Явление, с которым мы сегодня действительно имеем дело, можно определить как невероятно усилившуюся конкуренцию историй. Трехвековая замороченность противостоянием труда и капитала отступает, и множество недопрожитых версий исторического присутствия обретает свою актуальность. Литературе принадлежит решающая роль в понимании происходящего. Кинематограф разделяет с ней эту миссию – более того, великий иллюзион кино становится сегодня одной из важнейших производительных сил истории. Остановимся подробнее на этих важнейших обстоятельствах.

Литература, понятное дело, и состоит из историй по преимуществу, причем историй самых разных – захватывающих, трагичных, чарующих, поучительных, из историй совсем уж незатейливых, но главное – из моих и чужих историй, из тех, что могут быть присвоены как мои, и всех прочих, которые можно просто принимать к сведению или не принимать. Для нас важен здесь своеобразный «ранг мощности», благодаря которому время либо остается линейным (повесть, рассказ), либо разветвляется на потоки, разворачивая многомерную событийность (роман). Речь не идет напрямую о литературных достоинствах, о таланте автора, к примеру, но если таковые полностью отсутствуют, будем считать, что отсутствует факт причастности к литературе вообще. Ранг мощности исторического разрешения определяется именно способностью создавать и удерживать пучок темпоральных линий, без чего история не станет всеобщей, не получит статус возможной производительной силы Истории. То есть если говорить об истории людей, о порожденных ими квази-субъектах – нациях, государствах, культурах-цивилизациях, то она описывается не повестью, даже самой подробной, а именно вместительным мощным романом, и главным фактором, пригодным для понимания и описания, является композиция.
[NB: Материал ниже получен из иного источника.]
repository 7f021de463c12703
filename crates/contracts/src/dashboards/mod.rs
pub mod d400_lead_report;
Вот, к примеру, разворачивается линия госпожи N, в нее, в эту воронку, втягиваются различные обстоятельства и «наблюдения». Но в некий момент возникает перебой, и слово дается человеку, который просто ждал на платформе, а мы, читатели, его сразу и не заметили. Возможно, что и госпожа N его еще не знает, не подозревает, какую роль он сыграет в ее жизни; но возможно, что они оба будут оставлены, «недорассказаны» автором ради некой совсем уж юной особы, которая пока первый раз в жизни мучится бессонницей. Так или иначе линии сойдутся или сблизятся, их герои получат свое слово, просто у кого-то ресурс времени будет большим и подробным, у кого-то скромным, кому-то достанется эпизод, но, быть может, яркий и запоминающийся навсегда.
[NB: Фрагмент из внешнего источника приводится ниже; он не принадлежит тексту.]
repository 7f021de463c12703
use leptos::prelude::*;

pub fn icon(name: &str) -> AnyView {
    match name {
        "users" => view! {
            <svg width="20" height="20" viewBox="0 0 24 24" fill="none" stroke="currentColor" stroke-width="2" stroke-linecap="round" stroke-linejoin="round" aria-hidden="true">
                <path d="M20 21v-2a4 4 0 0 0-4-4H8a4 4 0 0 0-4 4v2"/>
                <circle cx="12" cy="7" r="4"/>
            </svg>
        }.into_any(),
        "thumbs-up" => view! {
            <svg width="20" height="20" viewBox="0 0 24 24" fill="none" stroke="currentColor" stroke-width="2" stroke-linecap="round" stroke-linejoin="round" aria-hidden="true">
                <path d="M7 10v12"/>
                <path d="M15 5.88 14 10h5.83a2 2 0 0 1 1.92 2.56l-2.33 8A2 2 0 0 1 17.5 22H4a2 2 0 0 1-2-2v-8a2 2 0 0 1 2-2h2.76a2 2 0 0 0 1.79-1.11L12 2a3.13 3.13 0 0 1 3 3.88Z"/>
            </svg>
        }.into_any(),
        "clock" => view! {
            <svg width="20" height="20" viewBox="0 0 24 24" fill="none" stroke="currentColor" stroke-width="2" stroke-linecap="round" stroke-linejoin="round" aria-hidden="true">
                <circle cx="12" cy="12" r="10"/>
                <path d="M12 6v6l4 2"/>
            </svg>
        }.into_any(),
        "x-circle" => view! {
            <svg width="20" height="20" viewBox="0 0 24 24" fill="none" stroke="currentColor" stroke-width="2" stroke-linecap="round" stroke-linejoin="round" aria-hidden="true">
                <circle cx="12" cy="12" r="10"/>
                <path d="m15 9-6 6"/>
                <path d="m9 9 6 6"/>
            </svg>
        }.into_any(),
        "x" => view! {
            <svg width="16" height="16" viewBox="0 0 24 24" fill="none" stroke="currentColor" stroke-width="2" stroke-linecap="round" stroke-linejoin="round" aria-hidden="true">
                <path d="M18 6 6 18"/>
                <path d="m6 6 12 12"/>
            </svg>
        }.into_any(),
        "refresh" => view! {
            <svg width="16" height="16" viewBox="0 0 24 24" fill="none" stroke="currentColor" stroke-width="2" stroke-linecap="round" stroke-linejoin="round" aria-hidden="true">
                <path d="M21 12a9 9 0 1 1-3-6.7L21 8"/>
                <path d="M21 3v5h-5"/>
            </svg>
        }.into_any(),
        "download" => view! {
            <svg width="16" height="16" viewBox="0 0 24 24" fill="none" stroke="currentColor" stroke-width="2" stroke-linecap="round" stroke-linejoin="round" aria-hidden="true">
                <path d="M21 15v4a2 2 0 0 1-2 2H5a2 2 0 0 1-2-2v-4"/>
                <polyline points="7 10 12 15 17 10"/>
                <line x1="12" y1="15" x2="12" y2="3"/>
            </svg>
        }.into_any(),
        "filter" => view! {
            <svg width="16" height="16" viewBox="0 0 24 24" fill="none" stroke="currentColor" stroke-width="2" stroke-linecap="round" stroke-linejoin="round" aria-hidden="true">
                <polygon points="22 3 2 3 10 12.46 10 19 14 21 14 12.46 22 3"/>
            </svg>
        }.into_any(),
        "chevron-left" => view! {
            <svg width="16" height="16" viewBox="0 0 24 24" fill="none" stroke="currentColor" stroke-width="2" stroke-linecap="round" stroke-linejoin="round" aria-hidden="true">
                <polyline points="15 18 9 12 15 6"/>
            </svg>
        }.into_any(),
        _ => view! {
            <svg width="20" height="20" viewBox="0 0 24 24" fill="none" stroke="currentColor" stroke-width="2" stroke-linecap="round" stroke-linejoin="round" aria-hidden="true">
                <circle cx="12" cy="12" r="10"/>
            </svg>
        }.into_any(),
    }
}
Именно так обстоит дело и в большой истории. В ней, безусловно, встречаются длинные, мономаниакальные отрезки, они же основные повествовательные линии, но каждая из них непременно должна истощиться: совокупный ресурс времени принципиально не может быть сведен к линейной последовательности. Скажем, сто лет все может вращаться вокруг конкистадоров, желающих заполучить золото Америки[75], пока вдруг отложенный вопрос о Боге или даже о его изображении не ворвется в режим эксклюзивного предъявления/проживания. Подкрепит ли он предыдущую «долгоиграющую» линию или похоронит – это никогда не известно заранее, но и большая история определяется композицией в значительно большей степени чем интенсивностью наличных на данный момент движущих сил. Данное обстоятельство ускользнуло от внимания Гегеля (не говоря уже о Фукуяме) отчасти потому, что не всякое время благоприятствует его постижению, а лишь время обрыва «больших мономаниакальностей», время, когда долго спавшие мотивы просыпаются и входят в режим бессонницы. Что, собственно, мы как раз и имеем сегодня.
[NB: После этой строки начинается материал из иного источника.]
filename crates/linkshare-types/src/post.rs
use std::fmt;

use rand::Rng;
use serde::{Deserialize, Serialize};

use crate::error::TypeError;
use crate::temporal::Millis;

const BASE36: &[u8; 36] = b"0123456789abcdefghijklmnopqrstuvwxyz";

/// Number of random base36 characters appended after the time prefix.
const RANDOM_SUFFIX_LEN: usize = 11;

/// Opaque identifier of a post.
///
/// Ids are assigned by the creating client and never change. Generated ids
/// are a base36 millisecond timestamp followed by a random base36 suffix, so
/// they sort roughly by creation time and collide only with negligible
/// probability. Ids received from the remote are accepted as-is.
#[derive(Clone, PartialEq, Eq, Hash, PartialOrd, Ord, Serialize, Deserialize)]
#[serde(transparent)]
pub struct PostId(String);

impl PostId {
    /// Generate a fresh id for a post created at `now`.
    pub fn generate(now: Millis) -> Self {
        Self::generate_with(now, &mut rand::thread_rng())
    }

    /// Generate an id using the supplied random source.
    pub fn generate_with<R: Rng + ?Sized>(now: Millis, rng: &mut R) -> Self {
        let mut id = to_base36(now.as_u64());
        id.reserve(RANDOM_SUFFIX_LEN);
        for _ in 0..RANDOM_SUFFIX_LEN {
            id.push(BASE36[rng.gen_range(0..BASE36.len())] as char);
        }
        Self(id)
    }

    /// Validate and wrap an externally supplied id.
    pub fn parse(s: impl Into<String>) -> Result<Self, TypeError> {
        let s = s.into();
        if s.is_empty() {
            return Err(TypeError::EmptyId);
        }
        if s.chars().any(char::is_control) {
            return Err(TypeError::InvalidId(s));
        }
        Ok(Self(s))
    }

    pub fn as_str(&self) -> &str {
        &self.0
    }

    pub fn into_string(self) -> String {
        self.0
    }
}

impl fmt::Debug for PostId {
    fn fmt(&self, f: &mut fmt::Formatter<'_>) -> fmt::Result {
        write!(f, "PostId({})", self.0)
    }
}

impl fmt::Display for PostId {
    fn fmt(&self, f: &mut fmt::Formatter<'_>) -> fmt::Result {
        f.write_str(&self.0)
    }
}

impl AsRef<str> for PostId {
    fn as_ref(&self) -> &str {
        &self.0
    }
}

fn to_base36(mut n: u64) -> String {
    if n == 0 {
        return "0".into();
    }
    let mut digits = Vec::new();
    while n > 0 {
        digits.push(BASE36[(n % 36) as usize]);
        n /= 36;
    }
    digits.reverse();
    String::from_utf8(digits).unwrap_or_default()
}

#[cfg(test)]
mod tests {
    use std::collections::HashSet;

    use rand::rngs::StdRng;
    use rand::SeedableRng;

    use super::*;

    #[test]
    fn base36_matches_known_values() {
        assert_eq!(to_base36(0), "0");
        assert_eq!(to_base36(35), "z");
        assert_eq!(to_base36(36), "10");
        assert_eq!(to_base36(1_000), "rs");
    }

    #[test]
    fn generated_id_has_time_prefix() {
        let mut rng = StdRng::seed_from_u64(7);
        let id = PostId::generate_with(Millis::new(1_000), &mut rng);
        assert!(id.as_str().starts_with("rs"));
        assert_eq!(id.as_str().len(), 2 + RANDOM_SUFFIX_LEN);
        assert!(id.as_str().bytes().all(|b| BASE36.contains(&b)));
    }

    #[test]
    fn generated_ids_do_not_collide_at_same_instant() {
        let now = Millis::new(1_700_000_000_000);
        let ids: HashSet<PostId> = (0..1_000).map(|_| PostId::generate(now)).collect();
        assert_eq!(ids.len(), 1_000);
    }

    #[test]
    fn parse_rejects_empty_and_control() {
        assert_eq!(PostId::parse(""), Err(TypeError::EmptyId));
        assert!(matches!(PostId::parse("a\nb"), Err(TypeError::InvalidId(_))));
        assert_eq!(PostId::parse("abc123").unwrap().as_str(), "abc123");
    }

    #[test]
    fn serializes_as_plain_string() {
        let id = PostId::parse("abc123").unwrap();
        assert_eq!(serde_json::to_string(&id).unwrap(), "\"abc123\"");
    }
}
use std::fs::{self, File, OpenOptions};
use std::io::{self, BufReader, BufWriter, Read, Seek, SeekFrom, Write};
use std::path::{Path, PathBuf};
use std::sync::Mutex;

use serde::{Deserialize, Serialize};
use tracing::{debug, warn};

use crate::error::{RemoteError, Result};
use crate::node::RemoteWrite;

/// Flush/sync strategy for the journal.
#[derive(Clone, Debug, Default, PartialEq, Eq, Serialize, Deserialize)]
#[serde(rename_all = "kebab-case")]
pub enum SyncMode {
    /// `fsync` after every write.
    EveryWrite,
    /// Flush to the OS and rely on its page cache.
    #[default]
    OsDefault,
}

/// Configuration for the [`Journal`].
#[derive(Clone, Debug, Default, PartialEq, Eq, Serialize, Deserialize)]
#[serde(default)]
pub struct JournalConfig {
    pub sync_mode: SyncMode,
}

/// Header size: 4 bytes length + 4 bytes CRC.
const HEADER_SIZE: usize = 8;

struct JournalWriter {
    writer: BufWriter<File>,
    /// Current write offset in the journal file.
    offset: u64,
}

/// Append-only journal of remote writes.
///
/// On-disk format, one frame per write:
/// ```text
/// [4 bytes: payload length (little-endian u32)]
/// [4 bytes: CRC32 of payload (little-endian u32)]
/// [N bytes: payload (bincode-serialized RemoteWrite)]
/// ```
///
/// Recovery reads front to back. Frames failing the CRC check are skipped;
/// a truncated tail ends recovery.
pub struct Journal {
    path: PathBuf,
    writer: Mutex<JournalWriter>,
    config: JournalConfig,
}

impl Journal {
    /// Open (or create) the journal file at the given path.
    pub fn open(path: &Path, config: JournalConfig) -> Result<Self> {
        if let Some(parent) = path.parent() {
            fs::create_dir_all(parent)?;
        }

        let file = OpenOptions::new()
            .create(true)
            .read(true)
            .append(true)
            .open(path)?;
        let offset = file.metadata()?.len();

        Ok(Self {
            path: path.to_path_buf(),
            writer: Mutex::new(JournalWriter {
                writer: BufWriter::new(file),
                offset,
            }),
            config,
        })
    }

    /// Append a write. Returns the byte offset of its frame.
    pub fn append(&self, write: &RemoteWrite) -> Result<u64> {
        let payload = encode(write)?;
        let mut w = self.writer.lock().expect("journal mutex poisoned");
        let frame_offset = w.offset;

        write_frame(&mut w.writer, &payload)?;
        w.writer.flush()?;
        if self.config.sync_mode == SyncMode::EveryWrite {
            w.writer.get_ref().sync_all()?;
        }
        w.offset += (HEADER_SIZE + payload.len()) as u64;

        debug!(offset = frame_offset, len = payload.len(), "journal append");
        Ok(frame_offset)
    }

    /// Recover every intact write, in append order.
    pub fn recover(&self) -> Result<Vec<RemoteWrite>> {
        let file = File::open(&self.path).map_err(|e| match e.kind() {
            io::ErrorKind::NotFound => RemoteError::JournalPathNotFound(self.path.clone()),
            _ => RemoteError::Io(e),
        })?;
        let file_len = file.metadata()?.len();
        let mut file = BufReader::new(file);
        let mut writes = Vec::new();
        let mut offset: u64 = 0;

        while offset + HEADER_SIZE as u64 <= file_len {
            file.seek(SeekFrom::Start(offset))?;

            let mut header = [0u8; HEADER_SIZE];
            match file.read_exact(&mut header) {
                Ok(()) => {}
                Err(e) if e.kind() == io::ErrorKind::UnexpectedEof => break,
                Err(e) => return Err(e.into()),
            }

            let length = u32::from_le_bytes([header[0], header[1], header[2], header[3]]);
            let expected_crc = u32::from_le_bytes([header[4], header[5], header[6], header[7]]);
            let frame_end = offset + HEADER_SIZE as u64 + length as u64;

            if length == 0 || frame_end > file_len {
                warn!(offset, length, file_len, "invalid journal frame length; stopping recovery");
                break;
            }

            let mut payload = vec![0u8; length as usize];
            match file.read_exact(&mut payload) {
                Ok(()) => {}
                Err(e) if e.kind() == io::ErrorKind::UnexpectedEof => {
                    warn!(offset, "truncated journal frame; stopping recovery");
                    break;
                }
                Err(e) => return Err(e.into()),
            }

            let actual_crc = crc32fast::hash(&payload);
            if actual_crc != expected_crc {
                warn!(offset, expected = expected_crc, actual = actual_crc, "CRC mismatch; skipping frame");
                offset = frame_end;
                continue;
            }

            match bincode::deserialize::<RemoteWrite>(&payload) {
                Ok(write) => writes.push(write),
                Err(e) => warn!(offset, error = %e, "undecodable journal frame; skipping"),
            }

            offset = frame_end;
        }

        debug!(recovered = writes.len(), "journal recovery complete");
        Ok(writes)
    }

    /// Replace the journal contents with `writes`.
    ///
    /// The new contents are written to a sibling file which is then renamed
    /// over the journal, so a crash leaves either the old or the new file.
    pub fn rewrite(&self, writes: &[RemoteWrite]) -> Result<()> {
        let mut w = self.writer.lock().expect("journal mutex poisoned");
        let tmp_path = self.path.with_extension("compact");

        let mut offset = 0u64;
        {
            let mut tmp = BufWriter::new(File::create(&tmp_path)?);
            for write in writes {
                let payload = encode(write)?;
                write_frame(&mut tmp, &payload)?;
                offset += (HEADER_SIZE + payload.len()) as u64;
            }
            tmp.flush()?;
            tmp.get_ref().sync_all()?;
        }
        fs::rename(&tmp_path, &self.path)?;

        let file = OpenOptions::new().read(true).append(true).open(&self.path)?;
        w.writer = BufWriter::new(file);
        w.offset = offset;

        debug!(frames = writes.len(), bytes = offset, "journal rewritten");
        Ok(())
    }

    /// Current write offset.
    pub fn offset(&self) -> u64 {
        self.writer.lock().expect("journal mutex poisoned").offset
    }

    pub fn path(&self) -> &Path {
        &self.path
    }
}

fn encode(write: &RemoteWrite) -> Result<Vec<u8>> {
    bincode::serialize(write).map_err(|e| RemoteError::Serialization(e.to_string()))
}

fn write_frame<W: Write>(out: &mut W, payload: &[u8]) -> Result<()> {
    let length = payload.len() as u32;
    let crc = crc32fast::hash(payload);
    out.write_all(&length.to_le_bytes())?;
    out.write_all(&crc.to_le_bytes())?;
    out.write_all(payload)?;
    Ok(())
}
//! Read-only views over the local store.
//!
//! Every projection is computed from scratch on each call and returns an
//! owned `Vec`, so no view can drift out of sync with the store.

use std::fmt;
use std::str::FromStr;

use linkshare_types::Record;
use serde::{Deserialize, Serialize};

use crate::store::LocalStore;

/// Row limits for the bounded views.
#[derive(Clone, Copy, Debug, PartialEq, Eq, Serialize, Deserialize)]
#[serde(default)]
pub struct ProjectionLimits {
    pub recent: usize,
    pub trending: usize,
}

impl Default for ProjectionLimits {
    fn default() -> Self {
        Self {
            recent: 10,
            trending: 10,
        }
    }
}

/// Which feed a reader is looking at.
#[derive(Clone, Copy, Debug, Default, PartialEq, Eq, Hash, Serialize, Deserialize)]
#[serde(rename_all = "lowercase")]
pub enum FeedTab {
    #[default]
    Home,
    Recent,
    Trending,
    Search,
}

impl FeedTab {
    pub const ALL: [FeedTab; 4] = [Self::Home, Self::Recent, Self::Trending, Self::Search];

    pub fn as_str(&self) -> &'static str {
        match self {
            Self::Home => "home",
            Self::Recent => "recent",
            Self::Trending => "trending",
            Self::Search => "search",
        }
    }

    pub fn heading(&self) -> &'static str {
        match self {
            Self::Home => "All Posts",
            Self::Recent => "Recent Posts",
            Self::Trending => "Trending Posts",
            Self::Search => "Search Results",
        }
    }

    pub fn subtitle(&self, query: &str, limits: &ProjectionLimits) -> String {
        match self {
            Self::Home => "Latest updates from everyone".into(),
            Self::Recent => format!("Most recent {} posts", limits.recent),
            Self::Trending => "Most liked posts".into(),
            Self::Search if query.trim().is_empty() => "Enter a username to search".into(),
            Self::Search => format!("Results for \"{}\"", query.trim()),
        }
    }

    /// Message shown when the view has no rows.
    pub fn empty_message(&self, query: &str) -> &'static str {
        match self {
            Self::Search if query.trim().is_empty() => "Enter a username to search",
            Self::Search => "No posts found for that user",
            _ => "No posts yet. Be the first to share!",
        }
    }
}

impl fmt::Display for FeedTab {
    fn fmt(&self, f: &mut fmt::Formatter<'_>) -> fmt::Result {
        f.write_str(self.as_str())
    }
}

impl FromStr for FeedTab {
    type Err = String;

    fn from_str(s: &str) -> Result<Self, Self::Err> {
        match s.to_ascii_lowercase().as_str() {
            "home" => Ok(Self::Home),
            "recent" => Ok(Self::Recent),
            "trending" => Ok(Self::Trending),
            "search" => Ok(Self::Search),
            other => Err(format!("unknown feed tab '{other}'")),
        }
    }
}

/// Stateless projections over a slice of records in store order.
#[derive(Clone, Copy, Debug)]
pub struct ProjectionEngine<'a> {
    records: &'a [Record],
    limits: ProjectionLimits,
}

impl<'a> ProjectionEngine<'a> {
    pub fn new(records: &'a [Record], limits: ProjectionLimits) -> Self {
        Self { records, limits }
    }

    pub fn over(store: &'a LocalStore, limits: ProjectionLimits) -> Self {
        Self::new(store.all(), limits)
    }

    /// Everything, in store order.
    pub fn home(&self) -> Vec<Record> {
        self.records.to_vec()
    }

    /// Newest first, at most `limits.recent` rows.
    pub fn recent(&self) -> Vec<Record> {
        let mut rows = self.records.to_vec();
        rows.sort_by(|a, b| b.created_at.cmp(&a.created_at));
        rows.truncate(self.limits.recent);
        rows
    }

    /// Most liked first, at most `limits.trending` rows. Ties keep store order.
    pub fn trending(&self) -> Vec<Record> {
        let mut rows = self.records.to_vec();
        rows.sort_by(|a, b| b.like_count.cmp(&a.like_count));
        rows.truncate(self.limits.trending);
        rows
    }

    /// Records whose author contains `query`, ignoring case and surrounding
    /// whitespace. A blank query matches nothing.
    pub fn search(&self, query: &str) -> Vec<Record> {
        let needle = query.trim().to_lowercase();
        if needle.is_empty() {
            return Vec::new();
        }
        self.records
            .iter()
            .filter(|r| r.author.to_lowercase().contains(&needle))
            .cloned()
            .collect()
    }

    pub fn view(&self, tab: FeedTab, query: &str) -> Vec<Record> {
        match tab {
            FeedTab::Home => self.home(),
            FeedTab::Recent => self.recent(),
            FeedTab::Trending => self.trending(),
            FeedTab::Search => self.search(query),
        }
    }
}
use thiserror::Error;

/// Errors produced by type operations.
#[derive(Debug, Clone, Error, PartialEq, Eq)]
pub enum TypeError {
    #[error("post id must not be empty")]
    EmptyId,

    #[error("post id contains a control character: {0:?}")]
    InvalidId(String),
}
Похоже, впрочем, что поиск общих композиционных решений и подсказок намного труднее, чем определений диалектических противоречий, определяющих событийность «гладкого этапа». Возможно, это означает, что мы ушли совсем недалеко от начала большой композиции, ведь еще не завершена даже экспозиция всех важнейших участников грандиозного зрелища, хотя некоторые из них, кажется, уже сошли со сцены…

Итак, наша совокупная история – это романная структура с большим рангом мощности. В романе есть нарративы и метанарративы, есть, конечно, и просто буковки – их-то больше всего и любят профессиональные историки.

* * *

И все же литература только объясняет историю, не являясь ее непосредственной производительной силой, другое дело, что она создает условия возможности, говоря словами Канта, например, синтезирует прошлое как бывшее. Отношение кино к историческому времени иное, кино и здесь в полной мере являет себя как иллюзион.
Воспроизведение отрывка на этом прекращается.